What is the Difference Between NF1 and NF2?
🆚 Go to Comparative Table 🆚Neurofibromatosis (NF) is a group of genetic disorders that cause tumors to grow along nerves. There are two main types of neurofibromatosis: NF1 and NF2. The key differences between NF1 and NF2 include the symptoms, affected nerves, and genetic causes.
Neurofibromatosis Type 1 (NF1):
- Common symptoms include café-au-lait spots (light brown skin patches), neurofibromas (tumors that can grow on nerves and organs), and Lisch nodules (tiny growths in the iris of the eye).
- NF1 is caused by a mutation in the NF1 gene on chromosome 17, which encodes the protein neurofibromin.
- The condition is characterized by multiple freckles in the armpit or groin area, bone deformities such as scoliosis or bowed legs, and tumors along the optic nerve that may cause vision problems.
- NF1 is more common than NF2, with half of the patients inheriting the mutation from their parents and the other half developing the mutation de novo.
Neurofibromatosis Type 2 (NF2):
- NF2 is characterized by tumors on the eighth cranial nerve, which can lead to hearing loss, headaches, loss of facial control, and balance and walking problems.

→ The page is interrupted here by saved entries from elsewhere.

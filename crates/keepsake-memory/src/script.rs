// SPDX-FileCopyrightText: 2026 Keepsake Contributors
// SPDX-License-Identifier: MIT OR Apache-2.0

//! Recall-script generation.
//!
//! Turns a saved note into a short second-person narration used to
//! open a reminiscence session. Scripts regenerate whenever the note is
//! edited; an empty or failed completion never clobbers a script that
//! already exists.

use std::sync::Arc;

use keepsake_core::SamplingParams;
use keepsake_storage::models::NoteDetails;
use keepsake_storage::queries::notes;
use keepsake_storage::Database;
use metrics::counter;
use tracing::{debug, warn};

use crate::gateway::ModelGateway;

const SCRIPT_SYSTEM_PROMPT: &str = "You help someone revisit their own memories. \
Given the details of a journal entry, write a short, warm narration in the second \
person that helps them recall the moment. Two to four sentences. Mention concrete \
details from the entry. Do not invent facts that are not in the entry. Do not \
mention that this is a journal or a note.";

pub struct ScriptPipeline {
    db: Database,
    gateway: Arc<ModelGateway>,
    temperature: f32,
    max_tokens: u32,
}

impl ScriptPipeline {
    pub fn new(db: Database, gateway: Arc<ModelGateway>, temperature: f32, max_tokens: u32) -> Self {
        Self {
            db,
            gateway,
            temperature,
            max_tokens,
        }
    }

    /// Generate and store a recall script for a note.
    ///
    /// Failure-absorbing like the embedding pass: errors log and leave
    /// any existing script in place.
    pub async fn generate_recall_script(&self, note_id: i64) {
        let details = match notes::get_note_details(&self.db, note_id).await {
            Ok(Some(details)) => details,
            Ok(None) => {
                debug!(note_id, "note deleted before script generation");
                return;
            }
            Err(e) => {
                warn!(note_id, error = %e, "failed to load note for script generation");
                return;
            }
        };

        if !self.gateway.completer_ready().await {
            warn!(note_id, "narration backend not ready, skipping script");
            return;
        }

        let params = SamplingParams {
            temperature: self.temperature,
            max_tokens: self.max_tokens,
            ..SamplingParams::default()
        };
        let prompt = build_script_prompt(&details);

        let script = match self.gateway.complete(SCRIPT_SYSTEM_PROMPT, &prompt, &params).await {
            Ok(text) => text.trim().to_string(),
            Err(e) => {
                warn!(note_id, error = %e, "script generation failed");
                counter!("keepsake_scripts_failed_total").increment(1);
                return;
            }
        };

        if script.is_empty() {
            warn!(note_id, "model returned an empty script, keeping previous one");
            return;
        }

        match notes::set_recall_script(&self.db, note_id, &script).await {
            Ok(true) => {
                counter!("keepsake_scripts_generated_total").increment(1);
            }
            Ok(false) => debug!(note_id, "note deleted before script store"),
            Err(e) => warn!(note_id, error = %e, "failed to store recall script"),
        }
    }
}

/// Render the user prompt for one note.
fn build_script_prompt(details: &NoteDetails) -> String {
    let mut prompt = format!(
        "Title: {}\nWritten: {}\n",
        details.note.title, details.note.created_at
    );
    if !details.tags.is_empty() {
        prompt.push_str(&format!("Tags: {}\n", details.tags.join(", ")));
    }
    prompt.push_str(&format!("Entry:\n{}\n", details.note.content));
    let captions: Vec<&str> = details
        .images
        .iter()
        .map(|i| i.description.trim())
        .filter(|c| !c.is_empty())
        .collect();
    if !captions.is_empty() {
        prompt.push_str("Photos from that day:\n");
        for caption in captions {
            prompt.push_str(&format!("- {caption}\n"));
        }
    }
    prompt
}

- Common symptoms include multiple tumors on the cranial and spinal nerves, as well as hearing loss beginning in the teens or early 20s.

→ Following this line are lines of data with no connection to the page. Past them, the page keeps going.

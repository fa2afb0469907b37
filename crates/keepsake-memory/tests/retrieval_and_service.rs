// SPDX-FileCopyrightText: 2026 Keepsake Contributors
// SPDX-License-Identifier: MIT OR Apache-2.0

//! Retrieval thresholds, corrupt-row tolerance, and the debounced
//! service wiring.

use std::sync::Arc;
use std::time::Duration;

use keepsake_core::{CompletionEngine, EmbeddingEngine};
use keepsake_memory::service::MemoryOptions;
use keepsake_memory::types::MatchKind;
use keepsake_memory::{EmbeddingPipeline, MemoryRetriever, MemoryService, ModelGateway, ScriptPipeline};
use keepsake_storage::models::EmbeddingStatus;
use keepsake_storage::queries::{embeddings, notes};
use keepsake_test_utils::fixtures::{seed_image, seed_note, test_db};
use keepsake_test_utils::{MockCompleter, MockEmbedder};

const DIM: usize = 2;

struct Harness {
    db: keepsake_storage::Database,
    gateway: Arc<ModelGateway>,
    embedder: Arc<MockEmbedder>,
    completer: Arc<MockCompleter>,
}

async fn harness() -> Harness {
    let db = test_db().await;
    let embedder = Arc::new(MockEmbedder::new(DIM));
    let completer = Arc::new(MockCompleter::new("a script"));
    let gateway = Arc::new(ModelGateway::new(
        Arc::clone(&embedder) as Arc<dyn EmbeddingEngine>,
        Arc::clone(&completer) as Arc<dyn CompletionEngine>,
    ));
    Harness {
        db,
        gateway,
        embedder,
        completer,
    }
}

fn retriever(h: &Harness) -> MemoryRetriever {
    MemoryRetriever::new(h.db.clone(), Arc::clone(&h.gateway), 0.5, 0.75, 3)
}

/// Unit vector whose cosine against [1, 0] is exactly `target`.
fn vector_with_similarity(target: f32) -> Vec<f32> {
    vec![target, (1.0 - target * target).sqrt()]
}

#[tokio::test]
async fn both_thresholds_prune_weak_matches() {
    let h = harness().await;
    let pipeline = EmbeddingPipeline::new(h.db.clone(), Arc::clone(&h.gateway), DIM);

    // Scores against the query will be 0.82, 0.55, 0.20. The floor
    // removes 0.20; the relative cutoff (0.75 * 0.82 = 0.615) removes
    // 0.55 even though it cleared the floor.
    let strong = seed_note(&h.db, "Strong", "c", &[]).await;
    let middling = seed_note(&h.db, "Middling", "c2", &[]).await;
    let weak = seed_note(&h.db, "Weak", "c3", &[]).await;
    for (id, score) in [(strong, 0.82), (middling, 0.55), (weak, 0.20)] {
        h.embedder.push_vector(vector_with_similarity(score));
        pipeline.generate_note_text_embedding(id).await;
    }

    h.embedder.push_vector(vec![1.0, 0.0]);
    let results = retriever(&h).retrieve("query").await;

    assert_eq!(results.len(), 1);
    assert_eq!(results[0].note_id, strong);
    assert!((results[0].score - 0.82).abs() < 1e-3);
    assert_eq!(results[0].matched, MatchKind::Text);
}

#[tokio::test]
async fn caption_match_can_beat_text_match() {
    let h = harness().await;
    let pipeline = EmbeddingPipeline::new(h.db.clone(), Arc::clone(&h.gateway), DIM);

    let note_id = seed_note(&h.db, "Note", "c", &[]).await;
    let image_id = seed_image(&h.db, note_id, "file://a.jpg", "A caption").await;
    h.embedder.push_vector(vector_with_similarity(0.55));
    pipeline.generate_note_text_embedding(note_id).await;
    h.embedder.push_vector(vector_with_similarity(0.9));
    pipeline.generate_image_embedding(image_id).await;

    h.embedder.push_vector(vec![1.0, 0.0]);
    let results = retriever(&h).retrieve("query").await;

    assert_eq!(results.len(), 1);
    assert_eq!(results[0].matched, MatchKind::Image);
    assert!((results[0].score - 0.9).abs() < 1e-3);
}

#[tokio::test]
async fn corrupt_rows_are_skipped_not_fatal() {
    let h = harness().await;
    let pipeline = EmbeddingPipeline::new(h.db.clone(), Arc::clone(&h.gateway), DIM);

    let good = seed_note(&h.db, "Good", "c", &[]).await;
    h.embedder.push_vector(vector_with_similarity(0.9));
    pipeline.generate_note_text_embedding(good).await;

    // A seven-byte blob cannot decode as f32s.
    let corrupt = seed_note(&h.db, "Corrupt", "c2", &[]).await;
    embeddings::upsert_note_embedding(
        &h.db,
        corrupt,
        vec![0u8; 7],
        0,
        "bogus",
        EmbeddingStatus::Completed,
    )
    .await
    .unwrap();

    h.embedder.push_vector(vec![1.0, 0.0]);
    let results = retriever(&h).retrieve("query").await;
    assert_eq!(results.len(), 1);
    assert_eq!(results[0].note_id, good);
}

#[tokio::test]
async fn empty_query_and_unready_backend_return_nothing() {
    let h = harness().await;
    let retriever = retriever(&h);

    assert!(retriever.retrieve("   ").await.is_empty());
    assert_eq!(h.embedder.calls(), 0);

    h.embedder.set_ready(false);
    assert!(retriever.retrieve("query").await.is_empty());
    assert_eq!(h.embedder.calls(), 0);
}

#[tokio::test]
async fn empty_completion_never_clobbers_an_existing_script() {
    let h = harness().await;
    let scripts = ScriptPipeline::new(h.db.clone(), Arc::clone(&h.gateway), 0.8, 320);
    let note_id = seed_note(&h.db, "t", "c", &[]).await;

    h.completer.push_response("You were by the sea.");
    scripts.generate_recall_script(note_id).await;
    h.completer.push_response("   ");
    scripts.generate_recall_script(note_id).await;

    let note = notes::get_note(&h.db, note_id).await.unwrap().unwrap();
    assert_eq!(note.recall_script.as_deref(), Some("You were by the sea."));
}

fn service(h: &Harness, debounce: Duration) -> MemoryService {
    MemoryService::new(
        h.db.clone(),
        Arc::clone(&h.gateway),
        MemoryOptions {
            embedding_dim: DIM,
            similarity_floor: 0.5,
            relative_threshold: 0.75,
            top_k: 3,
            debounce_delay: debounce,
            session_size: 5,
            script_temperature: 0.8,
            script_max_tokens: 320,
        },
    )
}

#[tokio::test]
async fn rapid_saves_coalesce_into_one_pass_and_chain_a_script() {
    let h = harness().await;
    let service = service(&h, Duration::from_millis(20));
    let note_id = seed_note(&h.db, "t", "c", &[]).await;

    service.note_saved(note_id);
    service.note_saved(note_id);
    service.note_saved(note_id);

    tokio::time::sleep(Duration::from_millis(200)).await;
    assert_eq!(h.embedder.calls(), 1, "three saves, one embedding pass");
    assert_eq!(h.completer.calls(), 1, "script generated after the pass");

    let note = notes::get_note(&h.db, note_id).await.unwrap().unwrap();
    assert_eq!(note.recall_script.as_deref(), Some("a script"));
    assert!(embeddings::get_note_embedding(&h.db, note_id)
        .await
        .unwrap()
        .is_some());
}

#[tokio::test]
async fn reminisce_marks_the_session_as_shown() {
    let h = harness().await;
    let service = service(&h, Duration::from_millis(20));
    let a = seed_note(&h.db, "a", "c", &[]).await;
    let b = seed_note(&h.db, "b", "c", &[]).await;

    let mut rng = rand::thread_rng();
    let session = service.reminisce(&mut rng).await;
    assert_eq!(session.len(), 2);

    for id in [a, b] {
        let note = notes::get_note(&h.db, id).await.unwrap().unwrap();
        assert!(note.last_shown_at.is_some());
    }
}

- NF2 is caused by a mutation in a different gene than NF1, although the specific gene is not mentioned in the search results.

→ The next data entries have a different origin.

// SPDX-FileCopyrightText: 2026 Keepsake Contributors
// SPDX-License-Identifier: MIT OR Apache-2.0

//! In-memory stand-ins for the inference backend.

use std::collections::VecDeque;
use std::sync::atomic::{AtomicBool, AtomicUsize, Ordering};
use std::sync::Mutex;

use async_trait::async_trait;
use keepsake_core::{CompletionEngine, EmbeddingEngine, KeepsakeError, SamplingParams};

/// Deterministic embedding engine.
///
/// Queued vectors are returned first (FIFO); once the queue is empty,
/// each text gets a stable vector derived from its bytes, so equal
/// inputs embed equally and different inputs (almost always) differ.
pub struct MockEmbedder {
    dim: usize,
    queued: Mutex<VecDeque<Vec<f32>>>,
    empty_for: Mutex<Option<String>>,
    calls: AtomicUsize,
    fail: AtomicBool,
    ready: AtomicBool,
}

impl MockEmbedder {
    pub fn new(dim: usize) -> Self {
        Self {
            dim,
            queued: Mutex::new(VecDeque::new()),
            empty_for: Mutex::new(None),
            calls: AtomicUsize::new(0),
            fail: AtomicBool::new(false),
            ready: AtomicBool::new(true),
        }
    }

    /// Queue exact vectors to return, in order.
    pub fn push_vector(&self, vector: Vec<f32>) {
        self.queued.lock().unwrap().push_back(vector);
    }

    /// Make subsequent embed calls fail.
    pub fn set_fail(&self, fail: bool) {
        self.fail.store(fail, Ordering::SeqCst);
    }

    /// Return an empty vector for any text containing `needle`, so a
    /// single input can fail while its siblings embed normally.
    pub fn set_empty_for(&self, needle: &str) {
        *self.empty_for.lock().unwrap() = Some(needle.to_string());
    }

    /// Toggle the readiness probe.
    pub fn set_ready(&self, ready: bool) {
        self.ready.store(ready, Ordering::SeqCst);
    }

    /// Number of embed calls made so far.
    pub fn calls(&self) -> usize {
        self.calls.load(Ordering::SeqCst)
    }

    fn derive_vector(&self, text: &str) -> Vec<f32> {
        let mut state: u64 = 0xcbf2_9ce4_8422_2325;
        for byte in text.bytes() {
            state ^= byte as u64;
            state = state.wrapping_mul(0x0000_0100_0000_01b3);
        }
        (0..self.dim)
            .map(|i| {
                state = state.wrapping_mul(6364136223846793005).wrapping_add(i as u64);
                ((state >> 33) as f32 / u32::MAX as f32) - 0.5
            })
            .collect()
    }
}

#[async_trait]
impl EmbeddingEngine for MockEmbedder {
    async fn embed(&self, text: &str) -> Result<Vec<f32>, KeepsakeError> {
        self.calls.fetch_add(1, Ordering::SeqCst);
        if self.fail.load(Ordering::SeqCst) {
            return Err(KeepsakeError::inference("mock embedder failure"));
        }
        if let Some(needle) = self.empty_for.lock().unwrap().as_deref() {
            if text.contains(needle) {
                return Ok(Vec::new());
            }
        }
        if let Some(vector) = self.queued.lock().unwrap().pop_front() {
            return Ok(vector);
        }
        Ok(self.derive_vector(text))
    }

    async fn is_ready(&self) -> bool {
        self.ready.load(Ordering::SeqCst)
    }
}

/// Completion engine returning queued responses, then a default.
pub struct MockCompleter {
    queued: Mutex<VecDeque<String>>,
    default_response: String,
    calls: AtomicUsize,
    fail: AtomicBool,
    ready: AtomicBool,
}

impl MockCompleter {
    pub fn new(default_response: &str) -> Self {
        Self {
            queued: Mutex::new(VecDeque::new()),
            default_response: default_response.to_string(),
            calls: AtomicUsize::new(0),
            fail: AtomicBool::new(false),
            ready: AtomicBool::new(true),
        }
    }

    pub fn push_response(&self, response: &str) {
        self.queued.lock().unwrap().push_back(response.to_string());
    }

    pub fn set_fail(&self, fail: bool) {
        self.fail.store(fail, Ordering::SeqCst);
    }

    pub fn set_ready(&self, ready: bool) {
        self.ready.store(ready, Ordering::SeqCst);
    }

    pub fn calls(&self) -> usize {
        self.calls.load(Ordering::SeqCst)
    }
}

#[async_trait]
impl CompletionEngine for MockCompleter {
    async fn complete(
        &self,
        _system_prompt: &str,
        _user_prompt: &str,
        _params: &SamplingParams,
    ) -> Result<String, KeepsakeError> {
        self.calls.fetch_add(1, Ordering::SeqCst);
        if self.fail.load(Ordering::SeqCst) {
            return Err(KeepsakeError::inference("mock completer failure"));
        }
        Ok(self
            .queued
            .lock()
            .unwrap()
            .pop_front()
            .unwrap_or_else(|| self.default_response.clone()))
    }

    async fn is_ready(&self) -> bool {
        self.ready.load(Ordering::SeqCst)
    }
}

- NF2 is much rarer than NF1, and the condition can be bilateral, affecting both auditory nerves and causing hearing loss.
- People with NF2 are also at risk of other tumors arising from the tissue wrapping around the brain and tumors occurring in the deep fluid-filled spaces of the brain and spinal cord (ependymomas).
In summary, the main differences between NF1 and NF2 are the affected nerves, symptoms, and genetic causes. NF1 is characterized by tumors on various nerves and organs, while NF2 primarily affects the auditory nerves.
Comparative Table: NF1 vs NF2
Neurofibromatosis type 1 (NF1) and type 2 (NF2) are neurocutaneous disorders inherited as autosomal dominant genetic syndromes. They share a common name but are distinct in terms of clinical manifestations and genetic factors. Here is a table summarizing the differences between NF1 and NF2:
Feature | NF1 | NF2 |
---|---|---|
Incidence | Accounts for 96% of all neurofibromatosis cases | Accounts for 3% of all neurofibromatosis cases |
Genetics | Caused by mutations in the NF1 gene located on chromosome 17q11.2 | Caused by mutations in the NF2 gene |
Clinical Manifestations | Diverse clinical manifestations, including café-au-lait spots, axillary and inguinal freckles, iris hamartomas (Lisch nodules), and various types of tumors | Primarily causes vestibular schwannomas (acoustic neuromas), which can lead to hearing loss, tinnitus, and balance issues |
Other Features | Plexiform neurofibromas, optic pathway gliomas, and malignant peripheral nerve sheath tumors can also occur | Spinal tumors, most frequently ependymomas, are common, with up to 90% of patients with NF2 being affected |
Some common mutations in NF2 include whole NF1 gene deletions in about 4-5% of individuals with NF1 and truncation of neurofibromin 1 due to alteration of mRNA splicing. There is currently no way to prevent or cure NF1 or NF2, but genetic testing, cytogenetic testing, and prenatal testing can help in identifying and managing these conditions.